- [Instructions for the task]: Look at each line below and tally those holding "stored"; answer with that figure and nothing else.

-- Exercise data follows --

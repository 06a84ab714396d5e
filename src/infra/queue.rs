//! Message queue port and its Redis implementation.
//!
//! Delivery is at-least-once. A received message is leased to the receiver
//! for the visibility timeout; unless it is deleted with the receipt handle
//! of that lease before the lease runs out, it becomes receivable again.

use async_trait::async_trait;
use redis::{aio::ConnectionManager, Client, RedisError};
use std::time::Duration;
use uuid::Uuid;

use crate::config::{Config, MAX_RECEIVE_BATCH_SIZE, QUEUE_KEY_PREFIX};
use crate::domain::Message;
use crate::errors::{AppError, AppResult};

#[cfg(any(test, feature = "test-utils"))]
use mockall::automock;

/// Queue port.
#[cfg_attr(any(test, feature = "test-utils"), automock)]
#[async_trait]
pub trait MessageQueue: Send + Sync {
    /// Enqueue a message. Any receipt handle on it is ignored.
    async fn send(&self, message: &Message) -> AppResult<()>;

    /// Lease up to `max_messages` messages (capped at 10) for `visibility_timeout`.
    ///
    /// Every returned message carries a receipt handle.
    async fn receive(
        &self,
        max_messages: usize,
        visibility_timeout: Duration,
    ) -> AppResult<Vec<Message>>;

    /// Acknowledge a received message.
    ///
    /// Fails when the handle is missing or belongs to an expired lease.
    async fn delete(&self, message: &Message) -> AppResult<()>;
}

/// Clamp a requested batch to what one receive may return.
pub fn receive_batch_size(requested: usize) -> usize {
    requested.min(MAX_RECEIVE_BATCH_SIZE)
}

/// Receipt handle format: `<message id>:<lease token>`.
pub(crate) fn receipt_handle(id: Uuid, token: &str) -> String {
    format!("{}:{}", id, token)
}

pub(crate) fn parse_receipt_handle(message: &Message) -> AppResult<(Uuid, &str)> {
    let handle = message.receipt_handle.as_deref().ok_or_else(|| {
        AppError::queue("delete message", format!("message {} has no receipt handle", message.id))
    })?;

    let (id, token) = handle
        .split_once(':')
        .ok_or_else(|| AppError::queue("delete message", "malformed receipt handle"))?;
    let id = Uuid::parse_str(id)
        .map_err(|_| AppError::queue("delete message", "malformed receipt handle"))?;

    Ok((id, token))
}

// Requeues expired leases, then leases up to ARGV[2] ready messages.
// KEYS: messages hash, ready list, in-flight zset, leases hash.
// ARGV: visibility in ms, max messages, then one lease token per slot.
const RECEIVE_SCRIPT: &str = r#"
    local t = redis.call("TIME")
    local now = tonumber(t[1]) * 1000 + math.floor(tonumber(t[2]) / 1000)

    local expired = redis.call("ZRANGEBYSCORE", KEYS[3], "-inf", now)
    for _, id in ipairs(expired) do
        redis.call("ZREM", KEYS[3], id)
        redis.call("HDEL", KEYS[4], id)
        redis.call("LPUSH", KEYS[2], id)
    end

    local until_ms = now + tonumber(ARGV[1])
    local max = tonumber(ARGV[2])
    local out = {}
    local n = 0
    while n < max do
        local id = redis.call("LPOP", KEYS[2])
        if not id then
            break
        end
        local body = redis.call("HGET", KEYS[1], id)
        if body then
            n = n + 1
            local token = ARGV[2 + n]
            redis.call("ZADD", KEYS[3], until_ms, id)
            redis.call("HSET", KEYS[4], id, token)
            table.insert(out, id)
            table.insert(out, body)
            table.insert(out, token)
        end
    end
    return out
"#;

// Deletes a message only for the holder of its live lease.
// KEYS: as above. ARGV: message id, lease token.
const DELETE_SCRIPT: &str = r#"
    if redis.call("HGET", KEYS[4], ARGV[1]) ~= ARGV[2] then
        return 0
    end

    local t = redis.call("TIME")
    local now = tonumber(t[1]) * 1000 + math.floor(tonumber(t[2]) / 1000)
    local lease = redis.call("ZSCORE", KEYS[3], ARGV[1])
    if not lease or tonumber(lease) <= now then
        return 0
    end

    redis.call("HDEL", KEYS[4], ARGV[1])
    redis.call("ZREM", KEYS[3], ARGV[1])
    redis.call("HDEL", KEYS[1], ARGV[1])
    return 1
"#;

/// Redis-backed queue.
///
/// Layout under `queue:<name>`: `:messages` hash of id to JSON, `:ready`
/// list of ids, `:inflight` sorted set scored by lease expiry in ms, and
/// `:leases` hash of id to the current lease token.
#[derive(Clone)]
pub struct RedisQueue {
    connection: ConnectionManager,
    messages_key: String,
    ready_key: String,
    inflight_key: String,
    leases_key: String,
}

impl RedisQueue {
    /// Connect to the queue named in `config`.
    pub async fn connect(config: &Config) -> AppResult<Self> {
        let client = Client::open(config.redis_url.as_str())
            .map_err(|e| queue_error("connect", e))?;
        let connection = ConnectionManager::new(client)
            .await
            .map_err(|e| queue_error("connect", e))?;

        tracing::info!(queue = %config.deletion_queue_name, "Redis queue connected");

        Ok(Self::with_connection(connection, &config.deletion_queue_name))
    }

    /// Build a queue over an existing connection.
    pub fn with_connection(connection: ConnectionManager, name: &str) -> Self {
        let base = format!("{}{}", QUEUE_KEY_PREFIX, name);
        Self {
            connection,
            messages_key: format!("{}:messages", base),
            ready_key: format!("{}:ready", base),
            inflight_key: format!("{}:inflight", base),
            leases_key: format!("{}:leases", base),
        }
    }

    fn script(&self, source: &str) -> redis::Cmd {
        let mut cmd = redis::cmd("EVAL");
        cmd.arg(source)
            .arg(4)
            .arg(&self.messages_key)
            .arg(&self.ready_key)
            .arg(&self.inflight_key)
            .arg(&self.leases_key);
        cmd
    }
}

#[async_trait]
impl MessageQueue for RedisQueue {
    async fn send(&self, message: &Message) -> AppResult<()> {
        let mut stored = message.clone();
        stored.receipt_handle = None;
        let json = serde_json::to_string(&stored)
            .map_err(|e| AppError::internal(format!("Queue serialization error: {}", e)))?;
        let id = stored.id.to_string();

        let mut conn = self.connection.clone();
        let _: () = redis::pipe()
            .atomic()
            .hset(&self.messages_key, &id, json)
            .ignore()
            .rpush(&self.ready_key, &id)
            .ignore()
            .query_async(&mut conn)
            .await
            .map_err(|e| queue_error("send message", e))?;

        tracing::debug!(message_id = %id, "Message sent");
        Ok(())
    }

    async fn receive(
        &self,
        max_messages: usize,
        visibility_timeout: Duration,
    ) -> AppResult<Vec<Message>> {
        let max = receive_batch_size(max_messages);
        if max == 0 {
            return Ok(Vec::new());
        }

        let visibility_ms = (visibility_timeout.as_millis() as u64).max(1);
        let mut cmd = self.script(RECEIVE_SCRIPT);
        cmd.arg(visibility_ms).arg(max);
        for _ in 0..max {
            cmd.arg(Uuid::new_v4().simple().to_string());
        }

        let mut conn = self.connection.clone();
        let raw: Vec<String> = cmd
            .query_async(&mut conn)
            .await
            .map_err(|e| queue_error("receive messages", e))?;

        raw.chunks_exact(3)
            .map(|entry| {
                let mut message: Message = serde_json::from_str(&entry[1]).map_err(|e| {
                    AppError::queue("receive messages", format!("undecodable message {}: {}", entry[0], e))
                })?;
                message.receipt_handle = Some(receipt_handle(message.id, &entry[2]));
                Ok(message)
            })
            .collect()
    }

    async fn delete(&self, message: &Message) -> AppResult<()> {
        let (id, token) = parse_receipt_handle(message)?;

        let mut cmd = self.script(DELETE_SCRIPT);
        cmd.arg(id.to_string()).arg(token);

        let mut conn = self.connection.clone();
        let deleted: i64 = cmd
            .query_async(&mut conn)
            .await
            .map_err(|e| queue_error("delete message", e))?;

        if deleted == 1 {
            Ok(())
        } else {
            Err(AppError::queue(
                "delete message",
                format!("receipt handle for message {} is stale", id),
            ))
        }
    }
}

fn queue_error(op: &'static str, e: RedisError) -> AppError {
    AppError::queue(op, e)
}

-- Exercise data concluded --

- [Reply to the task]: 4